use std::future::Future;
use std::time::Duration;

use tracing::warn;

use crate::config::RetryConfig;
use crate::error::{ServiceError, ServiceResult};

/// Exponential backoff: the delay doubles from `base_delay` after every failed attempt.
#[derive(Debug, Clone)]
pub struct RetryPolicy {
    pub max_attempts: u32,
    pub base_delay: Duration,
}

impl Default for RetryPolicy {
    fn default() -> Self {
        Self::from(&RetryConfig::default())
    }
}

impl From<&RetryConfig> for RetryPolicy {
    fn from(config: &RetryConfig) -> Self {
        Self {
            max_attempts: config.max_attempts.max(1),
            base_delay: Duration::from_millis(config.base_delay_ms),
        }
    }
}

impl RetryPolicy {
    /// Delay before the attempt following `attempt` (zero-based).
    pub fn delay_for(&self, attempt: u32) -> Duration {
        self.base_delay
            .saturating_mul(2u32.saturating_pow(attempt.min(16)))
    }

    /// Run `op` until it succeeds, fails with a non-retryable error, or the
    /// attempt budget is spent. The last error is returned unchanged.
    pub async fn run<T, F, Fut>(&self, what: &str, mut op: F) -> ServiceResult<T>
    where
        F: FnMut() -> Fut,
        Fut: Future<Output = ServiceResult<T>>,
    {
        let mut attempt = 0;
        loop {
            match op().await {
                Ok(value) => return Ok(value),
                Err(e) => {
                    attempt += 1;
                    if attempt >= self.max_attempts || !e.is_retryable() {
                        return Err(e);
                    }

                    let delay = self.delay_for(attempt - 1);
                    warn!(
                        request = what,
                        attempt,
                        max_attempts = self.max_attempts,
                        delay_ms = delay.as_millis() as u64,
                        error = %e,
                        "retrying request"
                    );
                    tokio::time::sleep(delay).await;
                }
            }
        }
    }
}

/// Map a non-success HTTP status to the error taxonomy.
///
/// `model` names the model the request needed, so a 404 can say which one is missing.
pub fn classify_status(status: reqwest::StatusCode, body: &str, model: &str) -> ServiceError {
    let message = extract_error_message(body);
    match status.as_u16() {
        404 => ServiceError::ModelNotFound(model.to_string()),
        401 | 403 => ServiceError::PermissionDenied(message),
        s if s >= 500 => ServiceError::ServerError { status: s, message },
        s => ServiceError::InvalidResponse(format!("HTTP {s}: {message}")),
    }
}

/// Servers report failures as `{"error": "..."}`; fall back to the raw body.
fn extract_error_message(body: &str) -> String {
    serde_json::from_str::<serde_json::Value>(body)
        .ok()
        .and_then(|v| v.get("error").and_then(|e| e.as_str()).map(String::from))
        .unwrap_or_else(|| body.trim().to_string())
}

- - - - - - -

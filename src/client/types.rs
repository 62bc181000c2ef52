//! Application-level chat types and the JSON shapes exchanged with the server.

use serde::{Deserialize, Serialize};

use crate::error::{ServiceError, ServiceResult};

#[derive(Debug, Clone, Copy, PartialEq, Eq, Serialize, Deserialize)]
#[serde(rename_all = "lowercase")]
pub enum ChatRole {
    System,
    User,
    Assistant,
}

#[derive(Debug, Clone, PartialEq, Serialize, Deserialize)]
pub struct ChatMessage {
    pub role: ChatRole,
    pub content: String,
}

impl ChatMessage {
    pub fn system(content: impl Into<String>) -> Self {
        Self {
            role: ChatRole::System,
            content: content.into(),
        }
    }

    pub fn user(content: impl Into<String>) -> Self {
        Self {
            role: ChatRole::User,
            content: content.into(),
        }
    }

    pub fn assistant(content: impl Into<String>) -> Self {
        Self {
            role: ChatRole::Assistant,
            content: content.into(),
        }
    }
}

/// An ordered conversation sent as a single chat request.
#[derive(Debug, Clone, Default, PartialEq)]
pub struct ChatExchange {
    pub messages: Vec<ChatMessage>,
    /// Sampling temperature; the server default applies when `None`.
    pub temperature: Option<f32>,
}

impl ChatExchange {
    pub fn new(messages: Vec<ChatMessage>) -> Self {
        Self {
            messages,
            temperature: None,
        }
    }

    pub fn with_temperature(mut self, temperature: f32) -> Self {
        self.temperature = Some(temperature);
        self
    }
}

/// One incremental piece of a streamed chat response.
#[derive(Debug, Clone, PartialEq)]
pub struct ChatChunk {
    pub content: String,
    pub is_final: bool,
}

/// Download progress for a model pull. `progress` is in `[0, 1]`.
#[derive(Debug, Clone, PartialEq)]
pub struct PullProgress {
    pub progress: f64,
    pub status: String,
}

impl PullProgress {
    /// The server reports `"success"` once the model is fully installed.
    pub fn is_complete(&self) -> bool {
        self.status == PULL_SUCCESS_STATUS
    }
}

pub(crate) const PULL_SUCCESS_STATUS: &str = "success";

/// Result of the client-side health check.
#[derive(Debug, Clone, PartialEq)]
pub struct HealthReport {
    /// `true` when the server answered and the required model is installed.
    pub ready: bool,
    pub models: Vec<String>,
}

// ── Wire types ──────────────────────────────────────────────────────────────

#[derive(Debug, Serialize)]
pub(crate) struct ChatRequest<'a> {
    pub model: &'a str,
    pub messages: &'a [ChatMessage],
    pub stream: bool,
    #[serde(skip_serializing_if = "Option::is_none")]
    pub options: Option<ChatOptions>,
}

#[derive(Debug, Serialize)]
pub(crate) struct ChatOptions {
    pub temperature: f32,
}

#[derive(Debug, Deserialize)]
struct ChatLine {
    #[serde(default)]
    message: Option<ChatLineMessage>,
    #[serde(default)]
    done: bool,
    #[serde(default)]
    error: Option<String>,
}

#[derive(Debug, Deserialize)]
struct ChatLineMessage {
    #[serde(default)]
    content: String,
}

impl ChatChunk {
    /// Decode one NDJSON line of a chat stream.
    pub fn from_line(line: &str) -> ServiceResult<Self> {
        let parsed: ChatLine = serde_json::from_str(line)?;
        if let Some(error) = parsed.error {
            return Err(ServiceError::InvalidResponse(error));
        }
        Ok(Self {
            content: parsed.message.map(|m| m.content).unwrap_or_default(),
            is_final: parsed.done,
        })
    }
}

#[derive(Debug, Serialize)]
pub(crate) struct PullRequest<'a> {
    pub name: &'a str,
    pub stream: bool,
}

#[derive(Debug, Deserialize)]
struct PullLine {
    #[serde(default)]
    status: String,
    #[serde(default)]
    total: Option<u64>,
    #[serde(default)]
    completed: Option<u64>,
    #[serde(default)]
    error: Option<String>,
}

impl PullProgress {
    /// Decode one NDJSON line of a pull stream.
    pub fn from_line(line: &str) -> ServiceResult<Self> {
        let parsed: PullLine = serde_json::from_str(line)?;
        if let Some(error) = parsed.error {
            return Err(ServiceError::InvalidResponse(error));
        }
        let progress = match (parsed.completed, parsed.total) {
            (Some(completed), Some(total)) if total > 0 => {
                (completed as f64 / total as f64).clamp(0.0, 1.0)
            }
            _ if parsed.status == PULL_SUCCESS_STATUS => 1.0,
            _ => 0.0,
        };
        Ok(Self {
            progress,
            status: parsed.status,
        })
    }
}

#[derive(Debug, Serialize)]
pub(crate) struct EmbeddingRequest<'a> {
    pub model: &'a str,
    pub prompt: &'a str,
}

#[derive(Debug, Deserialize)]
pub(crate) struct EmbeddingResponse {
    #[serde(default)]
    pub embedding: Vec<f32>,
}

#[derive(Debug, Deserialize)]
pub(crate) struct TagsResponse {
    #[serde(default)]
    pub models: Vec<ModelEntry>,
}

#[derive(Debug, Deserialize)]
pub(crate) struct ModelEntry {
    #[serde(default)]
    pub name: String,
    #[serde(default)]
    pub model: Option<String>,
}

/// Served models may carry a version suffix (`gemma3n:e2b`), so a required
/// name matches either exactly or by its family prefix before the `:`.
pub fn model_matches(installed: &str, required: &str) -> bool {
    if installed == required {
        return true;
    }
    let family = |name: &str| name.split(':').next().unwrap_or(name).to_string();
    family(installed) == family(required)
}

- - - - - - -

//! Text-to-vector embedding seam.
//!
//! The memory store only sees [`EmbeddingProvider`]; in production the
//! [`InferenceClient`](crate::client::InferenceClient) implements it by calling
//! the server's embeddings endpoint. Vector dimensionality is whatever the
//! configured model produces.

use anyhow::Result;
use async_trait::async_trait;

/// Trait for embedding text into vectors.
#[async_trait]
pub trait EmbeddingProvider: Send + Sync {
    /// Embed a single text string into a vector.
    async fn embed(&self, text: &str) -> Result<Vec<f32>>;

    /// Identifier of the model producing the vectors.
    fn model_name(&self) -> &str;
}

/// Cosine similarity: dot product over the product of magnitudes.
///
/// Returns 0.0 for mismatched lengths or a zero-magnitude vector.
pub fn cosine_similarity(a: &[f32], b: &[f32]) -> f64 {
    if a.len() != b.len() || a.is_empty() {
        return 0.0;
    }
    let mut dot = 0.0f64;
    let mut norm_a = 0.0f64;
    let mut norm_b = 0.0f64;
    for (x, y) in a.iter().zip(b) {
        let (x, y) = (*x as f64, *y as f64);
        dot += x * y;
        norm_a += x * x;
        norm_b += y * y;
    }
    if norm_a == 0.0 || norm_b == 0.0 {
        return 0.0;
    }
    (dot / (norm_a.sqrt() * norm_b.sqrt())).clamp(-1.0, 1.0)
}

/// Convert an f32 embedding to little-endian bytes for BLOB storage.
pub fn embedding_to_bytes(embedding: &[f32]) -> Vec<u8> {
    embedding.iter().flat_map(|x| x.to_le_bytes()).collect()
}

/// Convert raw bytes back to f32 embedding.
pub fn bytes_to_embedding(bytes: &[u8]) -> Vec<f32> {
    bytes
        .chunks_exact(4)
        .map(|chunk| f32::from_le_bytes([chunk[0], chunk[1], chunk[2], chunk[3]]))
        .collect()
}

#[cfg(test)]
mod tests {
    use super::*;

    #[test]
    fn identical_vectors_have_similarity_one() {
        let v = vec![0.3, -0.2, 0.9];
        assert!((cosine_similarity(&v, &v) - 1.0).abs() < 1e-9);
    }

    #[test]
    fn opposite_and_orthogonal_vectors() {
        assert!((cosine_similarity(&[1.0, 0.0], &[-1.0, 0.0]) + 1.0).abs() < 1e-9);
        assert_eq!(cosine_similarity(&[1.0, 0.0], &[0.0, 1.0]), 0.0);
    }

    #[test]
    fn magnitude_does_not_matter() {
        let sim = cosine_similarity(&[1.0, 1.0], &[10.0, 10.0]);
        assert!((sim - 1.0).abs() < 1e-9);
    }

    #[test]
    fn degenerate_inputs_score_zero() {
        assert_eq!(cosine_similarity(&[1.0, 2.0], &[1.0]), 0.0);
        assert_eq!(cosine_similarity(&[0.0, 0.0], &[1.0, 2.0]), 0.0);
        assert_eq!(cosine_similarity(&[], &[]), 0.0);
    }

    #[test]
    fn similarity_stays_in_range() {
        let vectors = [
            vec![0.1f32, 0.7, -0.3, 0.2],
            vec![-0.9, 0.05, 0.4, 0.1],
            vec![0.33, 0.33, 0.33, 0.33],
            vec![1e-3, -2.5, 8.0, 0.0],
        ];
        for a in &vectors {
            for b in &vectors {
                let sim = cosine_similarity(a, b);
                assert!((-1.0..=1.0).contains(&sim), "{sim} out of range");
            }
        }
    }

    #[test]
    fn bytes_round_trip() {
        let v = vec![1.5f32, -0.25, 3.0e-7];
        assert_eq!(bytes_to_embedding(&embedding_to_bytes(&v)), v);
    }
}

- - - - - - -

#### [Task goal]
Everything in the material above from the line that has "let (x, y) = (*x as f64, *y as f64);" through the line that has "assert!((cosine_similarity(&[1.0, 0.0], &[-1.0, 0.0])" must be duplicated exactly, with no other lines given.

#### [Response]
        let (x, y) = (*x as f64, *y as f64);
        dot += x * y;
        norm_a += x * x;
        norm_b += y * y;
    }
    if norm_a == 0.0 || norm_b == 0.0 {
        return 0.0;
    }
    (dot / (norm_a.sqrt() * norm_b.sqrt())).clamp(-1.0, 1.0)
}

/// Convert an f32 embedding to little-endian bytes for BLOB storage.
pub fn embedding_to_bytes(embedding: &[f32]) -> Vec<u8> {
    embedding.iter().flat_map(|x| x.to_le_bytes()).collect()
}

/// Convert raw bytes back to f32 embedding.
pub fn bytes_to_embedding(bytes: &[u8]) -> Vec<f32> {
    bytes
        .chunks_exact(4)
        .map(|chunk| f32::from_le_bytes([chunk[0], chunk[1], chunk[2], chunk[3]]))
        .collect()
}

#[cfg(test)]
mod tests {
    use super::*;

    #[test]
    fn identical_vectors_have_similarity_one() {
        let v = vec![0.3, -0.2, 0.9];
        assert!((cosine_similarity(&v, &v) - 1.0).abs() < 1e-9);
    }

    #[test]
    fn opposite_and_orthogonal_vectors() {
        assert!((cosine_similarity(&[1.0, 0.0], &[-1.0, 0.0]) + 1.0).abs() < 1e-9);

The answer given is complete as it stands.